### What you are asked to do
Would it be possible to quote, exactly and in full, the lines from the one with "Ok(SigningClient::send(self, req).await?)" through the end of the entries below?

Task input Block Start

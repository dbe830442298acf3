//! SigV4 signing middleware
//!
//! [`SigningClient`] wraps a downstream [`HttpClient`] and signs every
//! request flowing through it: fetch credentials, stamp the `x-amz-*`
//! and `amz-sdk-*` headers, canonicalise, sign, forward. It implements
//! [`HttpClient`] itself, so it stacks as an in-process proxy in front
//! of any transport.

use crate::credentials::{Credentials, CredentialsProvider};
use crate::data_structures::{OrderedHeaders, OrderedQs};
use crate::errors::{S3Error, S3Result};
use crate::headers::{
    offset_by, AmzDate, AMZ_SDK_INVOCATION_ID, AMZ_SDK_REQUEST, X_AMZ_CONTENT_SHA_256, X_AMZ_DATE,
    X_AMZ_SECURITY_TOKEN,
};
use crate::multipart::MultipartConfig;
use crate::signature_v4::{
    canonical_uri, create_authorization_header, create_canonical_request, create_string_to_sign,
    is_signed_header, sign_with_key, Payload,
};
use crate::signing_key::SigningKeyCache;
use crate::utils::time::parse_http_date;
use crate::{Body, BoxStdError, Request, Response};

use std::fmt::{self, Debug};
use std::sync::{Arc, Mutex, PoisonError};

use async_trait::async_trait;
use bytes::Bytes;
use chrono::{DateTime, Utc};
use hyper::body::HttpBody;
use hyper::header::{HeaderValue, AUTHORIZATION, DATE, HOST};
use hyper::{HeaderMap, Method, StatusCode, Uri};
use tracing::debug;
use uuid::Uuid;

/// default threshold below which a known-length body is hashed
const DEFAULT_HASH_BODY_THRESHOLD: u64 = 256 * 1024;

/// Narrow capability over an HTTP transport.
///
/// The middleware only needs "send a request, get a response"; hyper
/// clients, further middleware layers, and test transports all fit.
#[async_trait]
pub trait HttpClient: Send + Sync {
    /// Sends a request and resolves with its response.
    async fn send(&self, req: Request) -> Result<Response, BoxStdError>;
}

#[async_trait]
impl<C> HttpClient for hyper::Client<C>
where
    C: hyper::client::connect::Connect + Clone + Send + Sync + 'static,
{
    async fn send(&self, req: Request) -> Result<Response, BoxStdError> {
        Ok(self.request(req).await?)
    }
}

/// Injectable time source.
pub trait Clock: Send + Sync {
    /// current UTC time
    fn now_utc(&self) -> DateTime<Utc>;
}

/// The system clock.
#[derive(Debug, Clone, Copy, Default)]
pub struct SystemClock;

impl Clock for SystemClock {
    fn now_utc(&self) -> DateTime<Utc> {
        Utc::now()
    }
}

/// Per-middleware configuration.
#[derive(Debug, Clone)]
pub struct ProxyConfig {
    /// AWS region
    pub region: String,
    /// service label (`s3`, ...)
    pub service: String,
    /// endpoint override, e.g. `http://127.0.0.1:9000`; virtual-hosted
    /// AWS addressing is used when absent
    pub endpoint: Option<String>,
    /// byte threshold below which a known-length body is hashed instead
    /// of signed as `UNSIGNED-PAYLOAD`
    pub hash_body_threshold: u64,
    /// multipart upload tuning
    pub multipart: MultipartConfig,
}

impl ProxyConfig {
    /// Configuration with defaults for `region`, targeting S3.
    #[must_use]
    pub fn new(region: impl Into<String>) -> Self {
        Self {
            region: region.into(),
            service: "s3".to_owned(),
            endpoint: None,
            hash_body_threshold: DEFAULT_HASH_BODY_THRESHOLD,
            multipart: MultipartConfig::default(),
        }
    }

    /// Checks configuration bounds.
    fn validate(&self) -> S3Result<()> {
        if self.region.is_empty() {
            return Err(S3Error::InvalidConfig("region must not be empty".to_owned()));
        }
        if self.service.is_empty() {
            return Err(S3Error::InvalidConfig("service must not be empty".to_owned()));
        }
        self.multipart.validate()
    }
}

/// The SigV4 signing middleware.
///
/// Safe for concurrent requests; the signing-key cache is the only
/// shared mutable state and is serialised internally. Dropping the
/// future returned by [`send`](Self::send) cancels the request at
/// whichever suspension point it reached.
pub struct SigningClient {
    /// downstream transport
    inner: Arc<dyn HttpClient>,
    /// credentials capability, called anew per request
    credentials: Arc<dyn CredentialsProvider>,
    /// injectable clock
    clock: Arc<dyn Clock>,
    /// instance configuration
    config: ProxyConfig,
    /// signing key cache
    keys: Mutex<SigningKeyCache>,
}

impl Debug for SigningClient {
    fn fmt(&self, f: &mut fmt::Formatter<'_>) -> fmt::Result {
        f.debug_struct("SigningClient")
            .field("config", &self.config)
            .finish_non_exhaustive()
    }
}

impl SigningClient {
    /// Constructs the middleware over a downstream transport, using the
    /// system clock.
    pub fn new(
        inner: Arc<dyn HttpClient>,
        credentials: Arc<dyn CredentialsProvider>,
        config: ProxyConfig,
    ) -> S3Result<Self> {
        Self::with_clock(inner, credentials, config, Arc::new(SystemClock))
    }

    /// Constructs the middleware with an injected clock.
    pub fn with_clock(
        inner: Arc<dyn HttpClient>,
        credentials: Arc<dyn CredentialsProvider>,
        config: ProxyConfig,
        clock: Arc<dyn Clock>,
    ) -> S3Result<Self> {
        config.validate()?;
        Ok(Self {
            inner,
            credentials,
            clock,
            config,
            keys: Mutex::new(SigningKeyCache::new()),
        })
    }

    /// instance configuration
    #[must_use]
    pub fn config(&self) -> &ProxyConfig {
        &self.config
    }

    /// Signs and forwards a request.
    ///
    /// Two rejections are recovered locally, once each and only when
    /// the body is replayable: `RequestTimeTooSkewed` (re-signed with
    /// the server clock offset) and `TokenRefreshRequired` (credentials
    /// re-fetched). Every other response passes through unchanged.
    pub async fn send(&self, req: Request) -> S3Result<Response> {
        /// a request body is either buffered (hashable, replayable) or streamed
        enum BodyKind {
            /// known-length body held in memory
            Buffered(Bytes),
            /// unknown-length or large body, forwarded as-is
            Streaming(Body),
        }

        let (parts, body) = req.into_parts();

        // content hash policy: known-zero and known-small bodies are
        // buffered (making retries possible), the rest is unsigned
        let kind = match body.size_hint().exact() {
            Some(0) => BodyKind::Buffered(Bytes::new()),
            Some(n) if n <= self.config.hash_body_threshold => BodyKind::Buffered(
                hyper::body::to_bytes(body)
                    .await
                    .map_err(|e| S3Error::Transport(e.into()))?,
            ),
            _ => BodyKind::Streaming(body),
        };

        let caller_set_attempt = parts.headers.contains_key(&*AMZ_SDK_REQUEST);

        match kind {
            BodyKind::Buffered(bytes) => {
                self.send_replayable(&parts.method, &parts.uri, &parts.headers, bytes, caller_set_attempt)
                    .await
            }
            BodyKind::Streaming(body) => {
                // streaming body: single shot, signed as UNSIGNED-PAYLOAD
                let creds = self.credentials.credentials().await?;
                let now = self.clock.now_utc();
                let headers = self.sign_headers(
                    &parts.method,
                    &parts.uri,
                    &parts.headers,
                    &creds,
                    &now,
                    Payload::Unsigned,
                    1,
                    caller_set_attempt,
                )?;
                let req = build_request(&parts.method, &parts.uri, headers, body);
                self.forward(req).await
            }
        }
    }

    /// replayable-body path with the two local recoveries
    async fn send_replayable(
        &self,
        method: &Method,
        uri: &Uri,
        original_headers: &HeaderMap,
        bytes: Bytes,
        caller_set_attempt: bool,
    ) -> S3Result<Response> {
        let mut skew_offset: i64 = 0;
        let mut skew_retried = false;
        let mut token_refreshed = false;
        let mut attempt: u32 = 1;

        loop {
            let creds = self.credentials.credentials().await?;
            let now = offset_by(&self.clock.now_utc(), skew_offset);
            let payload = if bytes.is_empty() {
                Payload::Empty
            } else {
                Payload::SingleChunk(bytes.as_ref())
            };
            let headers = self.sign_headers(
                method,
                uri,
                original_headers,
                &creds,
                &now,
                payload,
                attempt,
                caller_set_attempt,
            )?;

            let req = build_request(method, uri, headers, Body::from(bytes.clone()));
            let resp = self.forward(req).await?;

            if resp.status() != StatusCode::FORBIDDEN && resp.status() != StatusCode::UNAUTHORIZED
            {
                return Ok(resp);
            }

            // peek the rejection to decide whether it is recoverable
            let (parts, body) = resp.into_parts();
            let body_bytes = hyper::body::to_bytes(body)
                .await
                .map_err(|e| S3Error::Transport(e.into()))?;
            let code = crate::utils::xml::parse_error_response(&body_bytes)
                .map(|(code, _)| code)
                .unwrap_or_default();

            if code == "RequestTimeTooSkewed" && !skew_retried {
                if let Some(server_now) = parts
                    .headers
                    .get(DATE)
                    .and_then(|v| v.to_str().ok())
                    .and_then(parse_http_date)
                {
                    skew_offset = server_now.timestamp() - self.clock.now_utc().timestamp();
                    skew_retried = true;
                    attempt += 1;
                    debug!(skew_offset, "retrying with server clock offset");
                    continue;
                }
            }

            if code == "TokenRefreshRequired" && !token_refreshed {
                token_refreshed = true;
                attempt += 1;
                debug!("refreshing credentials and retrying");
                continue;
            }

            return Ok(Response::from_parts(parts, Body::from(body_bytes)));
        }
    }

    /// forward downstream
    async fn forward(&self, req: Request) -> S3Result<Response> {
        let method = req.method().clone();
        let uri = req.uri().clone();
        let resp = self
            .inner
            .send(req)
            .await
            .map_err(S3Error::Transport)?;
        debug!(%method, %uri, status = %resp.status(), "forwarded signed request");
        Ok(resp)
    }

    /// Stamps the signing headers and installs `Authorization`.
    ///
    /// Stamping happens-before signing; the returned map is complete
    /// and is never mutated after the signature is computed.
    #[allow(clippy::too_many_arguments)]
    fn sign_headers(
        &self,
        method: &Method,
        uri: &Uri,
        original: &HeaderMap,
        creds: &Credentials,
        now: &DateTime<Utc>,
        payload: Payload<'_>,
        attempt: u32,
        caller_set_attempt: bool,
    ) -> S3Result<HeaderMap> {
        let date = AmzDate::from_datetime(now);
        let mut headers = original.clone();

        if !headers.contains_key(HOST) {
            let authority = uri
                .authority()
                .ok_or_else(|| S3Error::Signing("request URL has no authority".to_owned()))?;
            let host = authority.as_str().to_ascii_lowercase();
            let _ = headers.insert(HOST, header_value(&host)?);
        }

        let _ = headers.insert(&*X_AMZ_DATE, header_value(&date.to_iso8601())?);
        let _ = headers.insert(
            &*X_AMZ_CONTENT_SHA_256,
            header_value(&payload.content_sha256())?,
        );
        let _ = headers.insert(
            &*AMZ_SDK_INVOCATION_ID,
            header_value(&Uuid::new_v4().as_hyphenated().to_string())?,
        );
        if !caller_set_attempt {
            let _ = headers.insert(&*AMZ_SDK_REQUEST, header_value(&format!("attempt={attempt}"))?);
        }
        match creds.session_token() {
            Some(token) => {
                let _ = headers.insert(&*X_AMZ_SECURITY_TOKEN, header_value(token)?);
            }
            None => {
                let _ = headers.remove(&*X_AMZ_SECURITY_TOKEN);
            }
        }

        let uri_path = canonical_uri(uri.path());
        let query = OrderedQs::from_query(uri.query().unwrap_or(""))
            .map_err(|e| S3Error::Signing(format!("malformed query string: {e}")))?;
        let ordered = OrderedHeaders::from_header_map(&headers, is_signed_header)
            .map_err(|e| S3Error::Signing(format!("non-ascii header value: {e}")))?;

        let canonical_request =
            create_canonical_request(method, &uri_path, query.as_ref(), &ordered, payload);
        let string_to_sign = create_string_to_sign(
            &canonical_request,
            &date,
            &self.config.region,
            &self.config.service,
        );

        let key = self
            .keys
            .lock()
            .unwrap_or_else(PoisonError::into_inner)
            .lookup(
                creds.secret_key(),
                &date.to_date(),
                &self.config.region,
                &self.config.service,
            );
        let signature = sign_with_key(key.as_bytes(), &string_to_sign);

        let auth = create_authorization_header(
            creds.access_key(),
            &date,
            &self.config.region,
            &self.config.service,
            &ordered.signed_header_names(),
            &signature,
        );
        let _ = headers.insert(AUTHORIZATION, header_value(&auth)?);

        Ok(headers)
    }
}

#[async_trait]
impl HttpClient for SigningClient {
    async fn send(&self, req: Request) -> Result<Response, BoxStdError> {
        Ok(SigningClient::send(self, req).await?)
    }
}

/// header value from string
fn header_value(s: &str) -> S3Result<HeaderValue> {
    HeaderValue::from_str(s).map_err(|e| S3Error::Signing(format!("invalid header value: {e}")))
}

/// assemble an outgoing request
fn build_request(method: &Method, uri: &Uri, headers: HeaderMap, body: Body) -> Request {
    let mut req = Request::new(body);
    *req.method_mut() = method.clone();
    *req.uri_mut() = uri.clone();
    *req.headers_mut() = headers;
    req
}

Task input Block End

### Output for this task
        Ok(SigningClient::send(self, req).await?)
    }
}

/// header value from string
fn header_value(s: &str) -> S3Result<HeaderValue> {
    HeaderValue::from_str(s).map_err(|e| S3Error::Signing(format!("invalid header value: {e}")))
}

/// assemble an outgoing request
fn build_request(method: &Method, uri: &Uri, headers: HeaderMap, body: Body) -> Request {
    let mut req = Request::new(body);
    *req.method_mut() = method.clone();
    *req.uri_mut() = uri.clone();
    *req.headers_mut() = headers;
    req
}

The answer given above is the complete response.